Key Takeaways | Domestic Supply Chain, Manufacturing and the DPA: How America Will Step Back into Its Global Leadership Role

By and on October 28, 2022

The Inflation Reduction Act of 2022 (IRA) is intended to stimulate domestic production in the US energy market and incentivize investment into those projects that utilize such domestic content. On October 26, Partners Carl Fleming and Philip Tingle talked about what the passing of the IRA means for the supply chain (and all its issues as of late), manufacturing within the energy sector, the Defense Production Act and more with guest Brett White, VP of Regulatory Affairs at Pine Gate Renewables (PGR).

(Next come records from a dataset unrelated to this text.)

//! Route handlers.
//!
//! Handlers parse ids, call the synchronous core services and map their errors through
//! [`ApiError`]. Creates answer 201, deletes 204.

use crate::{AppState, ApiError};
use api_shared::{
    AppointmentQuery, ErrorBody, HealthRes, HealthService, MedicationQuery, PatientQuery,
    PharmacyQuery, PrescriptionQuery, ValidationErrorBody,
};
use axum::{
    extract::{Path as AxumPath, Query, State},
    http::StatusCode,
    response::Json,
};
use chrono::Local;
use rx_core::appointment::{Appointment, AppointmentDraft};
use rx_core::dashboard::DashboardSummary;
use rx_core::medication::Medication;
use rx_core::patient::{Patient, PatientDraft};
use rx_core::pharmacy::{Pharmacy, PharmacyDraft};
use rx_core::prescription::{Prescription, PrescriptionDraft};
use rx_core::status::TrackerView;
use rx_core::RecordId;

type ApiResult<T> = Result<T, ApiError>;

fn parse_id(raw: &str) -> ApiResult<RecordId> {
    RecordId::parse(raw).map_err(|e| ApiError::BadRequest(e.to_string()))
}

#[utoipa::path(
    get,
    path = "/health",
    responses(
        (status = 200, description = "Health check response", body = HealthRes)
    )
)]
/// Health check endpoint for monitoring and load balancers.
#[axum::debug_handler]
pub async fn health(State(state): State<AppState>) -> Json<HealthRes> {
    Json(HealthService::check_health(state.cfg.service_name()))
}

// ============================================================================
// PRESCRIPTIONS
// ============================================================================

#[utoipa::path(
    get,
    path = "/api/prescriptions",
    params(PrescriptionQuery),
    responses(
        (status = 200, description = "Prescriptions, newest first", body = [Prescription])
    )
)]
#[axum::debug_handler]
pub async fn list_prescriptions(
    State(state): State<AppState>,
    Query(query): Query<PrescriptionQuery>,
) -> Json<Vec<Prescription>> {
    Json(
        state
            .prescriptions
            .list(query.patient_id.as_deref(), query.status),
    )
}

#[utoipa::path(
    post,
    path = "/api/prescriptions",
    request_body = PrescriptionDraft,
    responses(
        (status = 201, description = "Prescription created", body = Prescription),
        (status = 422, description = "Validation failed", body = ValidationErrorBody),
        (status = 500, description = "Internal server error", body = ErrorBody)
    )
)]
/// Create a pending prescription.
///
/// The server sets the id, prescribed date and status, copies the patient and pharmacy names
/// from their records, and estimates when the prescription will be ready.
#[axum::debug_handler]
pub async fn create_prescription(
    State(state): State<AppState>,
    Json(draft): Json<PrescriptionDraft>,
) -> ApiResult<(StatusCode, Json<Prescription>)> {
    let prescription = state.prescriptions.create(draft)?;
    Ok((StatusCode::CREATED, Json(prescription)))
}

#[utoipa::path(
    get,
    path = "/api/prescriptions/{id}",
    params(("id" = String, Path, description = "Prescription id")),
    responses(
        (status = 200, description = "Prescription", body = Prescription),
        (status = 400, description = "Malformed id", body = ErrorBody),
        (status = 404, description = "Unknown prescription", body = ErrorBody)
    )
)]
#[axum::debug_handler]
pub async fn get_prescription(
    State(state): State<AppState>,
    AxumPath(id): AxumPath<String>,
) -> ApiResult<Json<Prescription>> {
    Ok(Json(state.prescriptions.get(&parse_id(&id)?)?))
}

#[utoipa::path(
    put,
    path = "/api/prescriptions/{id}",
    params(("id" = String, Path, description = "Prescription id")),
    request_body = PrescriptionDraft,
    responses(
        (status = 200, description = "Prescription updated", body = Prescription),
        (status = 400, description = "Malformed id", body = ErrorBody),
        (status = 404, description = "Unknown prescription", body = ErrorBody),
        (status = 422, description = "Validation failed", body = ValidationErrorBody)
    )
)]
/// Apply a partial update. Any status value is accepted.
#[axum::debug_handler]
pub async fn update_prescription(
    State(state): State<AppState>,
    AxumPath(id): AxumPath<String>,
    Json(patch): Json<PrescriptionDraft>,
) -> ApiResult<Json<Prescription>> {
    Ok(Json(state.prescriptions.update(&parse_id(&id)?, patch)?))
}

#[utoipa::path(
    delete,
    path = "/api/prescriptions/{id}",
    params(("id" = String, Path, description = "Prescription id")),
    responses(
        (status = 204, description = "Prescription deleted"),
        (status = 404, description = "Unknown prescription", body = ErrorBody)
    )
)]
#[axum::debug_handler]
pub async fn delete_prescription(
    State(state): State<AppState>,
    AxumPath(id): AxumPath<String>,
) -> ApiResult<StatusCode> {
    state.prescriptions.delete(&parse_id(&id)?)?;
    Ok(StatusCode::NO_CONTENT)
}

#[utoipa::path(
    get,
    path = "/api/prescriptions/{id}/tracker",
    params(("id" = String, Path, description = "Prescription id")),
    responses(
        (status = 200, description = "Status and delivery tracker", body = TrackerView),
        (status = 404, description = "Unknown prescription", body = ErrorBody)
    )
)]
#[axum::debug_handler]
pub async fn prescription_tracker(
    State(state): State<AppState>,
    AxumPath(id): AxumPath<String>,
) -> ApiResult<Json<TrackerView>> {
    Ok(Json(state.prescriptions.tracker(&parse_id(&id)?)?))
}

Below are key takeaways from the discussion:

1. The IRA Has Already Spurred Investment and Onshoring. The IRA brings improvement to manufacturing and the supply of domestic contents that are capable of bringing a lot of investment opportunities. Investors and manufacturers are already responding positively to it, including module suppliers who are already looking to bring facilities over to the United States. There is still a need for guidance from the US Department of the Treasury (Treasury) and other agencies with respect to regulation, specifically transactable regulations, including comprehensive domestic policy on onshore manufacturing and all the steps it entails. However, the McDermott and PGR teams have already seen a rise in activity surrounding mergers and acquisitions, finance and manufacturing in response to the IRA.

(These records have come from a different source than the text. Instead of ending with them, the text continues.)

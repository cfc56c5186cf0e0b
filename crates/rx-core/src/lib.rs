//! # RxDesk Core
//!
//! Core business logic for the RxDesk prescription and appointment service.
//!
//! This crate contains the domain model and pure data operations:
//! - Patients, pharmacies, prescriptions and appointments with JSON file storage
//! - Field validation with per-field messages
//! - Status trackers, search, formatting, calendar and dashboard helpers
//!
//! **No API concerns**: HTTP servers, clients and wire-only types belong in `api-rest`,
//! `rx-client` or `api-shared`.

pub mod appointment;
pub mod calendar;
pub mod catalog;
pub mod config;
pub mod constants;
pub mod dashboard;
pub mod error;
pub mod format;
pub mod medication;
pub mod patient;
pub mod pharmacy;
pub mod prescription;
pub mod repositories;
pub mod search;
pub mod status;
pub mod store;
pub mod validation;

pub use config::CoreConfig;
pub use error::{RxError, RxResult};
pub use repositories::appointments::AppointmentService;
pub use repositories::medications::MedicationCatalog;
pub use repositories::patients::PatientService;
pub use repositories::pharmacies::PharmacyService;
pub use repositories::prescriptions::PrescriptionService;
pub use rx_types::{NonEmptyText, TextError};
pub use rx_uuid::RecordId;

2. Carrot as Opposed to Stick Approach. The domestic content adder is a major carrot to incentivize domestic production, which is quite a contrast to the stick approach that was applied in connection with tariffs and the Auxin investigation. With regards to the tariffs and duties approach and the incentive tax treatment, they do not complement each other; there is a disjointed approach when you look at the tariff items. The Internal Revenue Service (IRS) and the Treasury must issue commercially viable, financially transactional guidance because these incentives are a part of financing for each side of the transaction, the supply chain side and the development side and so it has to be transactable.

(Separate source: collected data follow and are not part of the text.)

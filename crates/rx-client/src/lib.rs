//! # RxDesk Client
//!
//! Async client for the RxDesk REST API.
//!
//! Every operation issues exactly one request. Any non-2xx response becomes
//! [`ClientError::Status`] carrying a short description of what was being attempted, e.g.
//! "Failed to fetch prescriptions". There are no retries and no caching; callers re-fetch lists
//! after a mutation.
//!
//! ```no_run
//! # async fn run() -> Result<(), rx_client::ClientError> {
//! use api_shared::PharmacyQuery;
//!
//! let client = rx_client::RxClient::new("http://localhost:3000");
//! let delivering = client
//!     .pharmacies()
//!     .list(&PharmacyQuery { delivery_only: Some(true) })
//!     .await?;
//! # Ok(()) }
//! ```

mod resource;

pub use resource::{Catalog, Resource};

use api_shared::{AppointmentQuery, PatientQuery, PharmacyQuery, PrescriptionQuery};
use rx_core::appointment::{Appointment, AppointmentDraft};
use rx_core::patient::{Patient, PatientDraft};
use rx_core::pharmacy::{Pharmacy, PharmacyDraft};
use rx_core::prescription::{Prescription, PrescriptionDraft};
use serde::de::DeserializeOwned;

#[derive(Debug, thiserror::Error)]
pub enum ClientError {
    /// The server answered with a non-success status.
    #[error("{action} (HTTP {status})")]
    Status { action: String, status: u16 },
    /// The request never got a usable response.
    #[error("{action}: {source}")]
    Transport {
        action: String,
        #[source]
        source: reqwest::Error,
    },
}

pub type ClientResult<T> = Result<T, ClientError>;

/// Entry point: holds the base URL and a shared connection pool.
#[derive(Clone, Debug)]
pub struct RxClient {
    base_url: String,
    http: reqwest::Client,
}

impl RxClient {
    /// `base_url` is the server root, e.g. `http://localhost:3000`; `/api` is appended per call.
    pub fn new(base_url: &str) -> Self {
        Self {
            base_url: base_url.trim_end_matches('/').to_string(),
            http: reqwest::Client::new(),
        }
    }

    pub fn base_url(&self) -> &str {
        &self.base_url
    }

    pub fn prescriptions(
        &self,
    ) -> Resource<'_, Prescription, PrescriptionDraft, PrescriptionQuery> {
        Resource::new(self, "prescriptions", "prescription")
    }

    pub fn appointments(&self) -> Resource<'_, Appointment, AppointmentDraft, AppointmentQuery> {
        Resource::new(self, "appointments", "appointment")
    }

    pub fn patients(&self) -> Resource<'_, Patient, PatientDraft, PatientQuery> {
        Resource::new(self, "patients", "patient")
    }

    pub fn pharmacies(&self) -> Resource<'_, Pharmacy, PharmacyDraft, PharmacyQuery> {
        Resource::new(self, "pharmacies", "pharmacy")
    }

    pub fn medications(&self) -> Catalog<'_> {
        Catalog::new(self)
    }

    /// Books a follow-up appointment linked to a prescription.
    pub async fn schedule_follow_up(
        &self,
        prescription_id: &str,
        draft: &AppointmentDraft,
    ) -> ClientResult<Appointment> {
        let request = self
            .http
            .post(self.url(&format!("prescriptions/{prescription_id}/follow-up")))
            .json(draft);
        self.send_json(request, "Failed to schedule follow-up".into())
            .await
    }

    fn url(&self, path: &str) -> String {
        format!("{}/api/{}", self.base_url, path)
    }

    /// Sends `request`, failing with `action` on transport errors or a non-2xx status.
    async fn send(
        &self,
        request: reqwest::RequestBuilder,
        action: String,
    ) -> ClientResult<reqwest::Response> {
        let response = request
            .send()
            .await
            .map_err(|source| ClientError::Transport {
                action: action.clone(),
                source,
            })?;

        let status = response.status();
        if !status.is_success() {
            tracing::debug!(status = status.as_u16(), "{}", action);
            return Err(ClientError::Status {
                action,
                status: status.as_u16(),
            });
        }
        Ok(response)
    }

    async fn send_json<T: DeserializeOwned>(
        &self,
        request: reqwest::RequestBuilder,
        action: String,
    ) -> ClientResult<T> {
        let response = self.send(request, action.clone()).await?;
        response
            .json()
            .await
            .map_err(|source| ClientError::Transport { action, source })
    }
}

3. Need for Further Clarification. The IRS recently issued a request for comments on the domestic content adder, as well as other IRA items. Those comments are due by November 4, 2022. The domestic content adder will be a boon for standing up a domestic supply chain, but the current language requires significant clarification before parties can fully transact. Once that language is determined, this guidance will solidify the number of manufacturers interested in bringing facilities to the United States. While the IRS has a lot on its plate with numerous IRA adders and other legislation, the McDermott and PGR teams see domestic content being among the first items to be clarified within the next few months.

4. Parties Are Transacting on IRA Adders. While some parties are waiting on guidance from the Treasury and the IRS on how they will interpret “manufactured product,” the McDermott team is leading a number of the first domestic content IRA adder tax equity transactions. In those transactions, the parties are willing to finance the underlying investment tax credit (ITC) or production tax credit, commit to financing the domestic content adder and set a limit on that commitment period within which the IRS must issue guidance for the parties to fund. This is allowing several developers to be “first movers” in this space.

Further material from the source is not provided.